On January 18, 1974, Virgilijus Jaugelis was ordered to present himself before the Vilnius State Security Committee. Lazarevičius, the interrogator, attempted to find out the name of the person who had given Jaugelis a satchel containing mimeograph stencils. Jaugelis explained that, in his opinion, the search that had been conducted in his home was illegal since freedom of the press is guaranteed by the constitution. Those who had conducted the search were, in fact, lawbreakers, and that for this reason he was refusing to say anything. One of the interrogators expressed the opinion that V. Jaugelis should be taken to a mental hospital to have his health checked.

    Jaugelis was interrogated again on the following day. He was asked whether he knew Petronis, Father Zdebskis, and others. Jaugelis was fingerprinted and had to provide samples of his handwriting.

    On February 25, 1974, the Rev. Jonas Buliauskas was ordered to appear before the Vilnius State Security Committee for questioning. The priest, however, refused to answer the interrogator's questions on the grounds that the latter had no right to interrogate him concerning religious matters.


    In January, 1974, Arimantas Raškinis (a graduate student of technology) was ordered to report to security police headquarters in Vilnius for questioning. His wife, Danutė Raškinienė (a graduate student of physics and mathematics), is employed by the V. Kapsukas University in Vilnius as an instructor in the department of physics and mathematics of the evening school in Kaunas. Both were warned that in the future they might lose their jobs because of their religious convictions.


    On Ash Wednesday, 1974, the Rev. J. Zdebskis was ordered to appear for questioning before the Vilnius State Security Committee. In the opinion of the security police, he is the "General," that is, the leader of the anti-Soviet activities. His interrogation lasted until the evening of the following day.

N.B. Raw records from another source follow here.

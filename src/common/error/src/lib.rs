//! Error types and result aliases for weft.
//!
//! Every fallible hypergraph operation reports one of the kinds in
//! [`WeftError`] synchronously, before any structure has been touched.

mod error;

pub use error::{WeftError, WeftResult};
use std::env;

/// 读取布尔型环境变量：支持 true/false/1/0（大小写不敏感）
pub fn env_is_true(key: &str, default: bool) -> bool {
    match env::var(key) {
        Ok(v) => {
            let v = v.trim();
            v.eq_ignore_ascii_case("true") || v == "1"
        }
        Err(_) => default,
    }
}

/// 读取字符串环境变量，若不存在则返回默认值
pub fn env_or_default(key: &str, default: &str) -> String {
    match env::var(key) {
        Ok(v) => v,
        Err(_) => default.to_string(),
    }
}

/// 读取可选字符串环境变量，空字符串视为未配置
pub fn env_opt(key: &str) -> Option<String> {
    env::var(key)
        .ok()
        .map(|v| v.trim().to_string())
        .filter(|v| !v.is_empty())
}

/// 读取 u64 环境变量，不存在或解析失败返回默认值
pub fn env_u64(key: &str, default: u64) -> u64 {
    match env::var(key) {
        Ok(v) => v.trim().parse::<u64>().ok().unwrap_or(default),
        Err(_) => default,
    }
}
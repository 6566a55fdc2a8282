pub mod connection_manager;
pub mod message;
pub mod target;
pub mod transport;

pub use connection_manager::{
    get_connection_manager, init_connection_manager, ConnectionEvent, ConnectionManager,
    ConnectionState, ManagerConfig, StatsSnapshot,
};
pub use message::{
    dispatch, dispatch_if, dispatch_text, dispatch_text_if, DispatchOutcome, StreamMessage,
};
pub use target::StreamTarget;
pub use transport::{Connector, Transport, WsConnector};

    Many other persons were also interrogated by the Vilnius State Security Committee. Among these were K. Tarutis [Mrs.] A. Pliuirienė, and [Miss] N. Stašaitytė. The security police were interested mostly in their acquaintance with those who have been arrested, and with others.

    There is no information about the interrogations of some of those arrested, namely, P. Pliuira, J. Stašaitis, and others. One security policeman was heard to remark that the interrogations would take about a year since "that's the style nowadays." One prisoner made the following statement about the present methods of interrogation: "If one compares interrogations conducted in 1958 with those being conducted now, they are as different as heaven from hell."

    Being unable to physically ease the suffering of those who have been arrested, the believers of Lithuania remember them daily in their prayers.

    It is widely said that during the interrogations attempts are made to recruit certain persons into working for the security organs.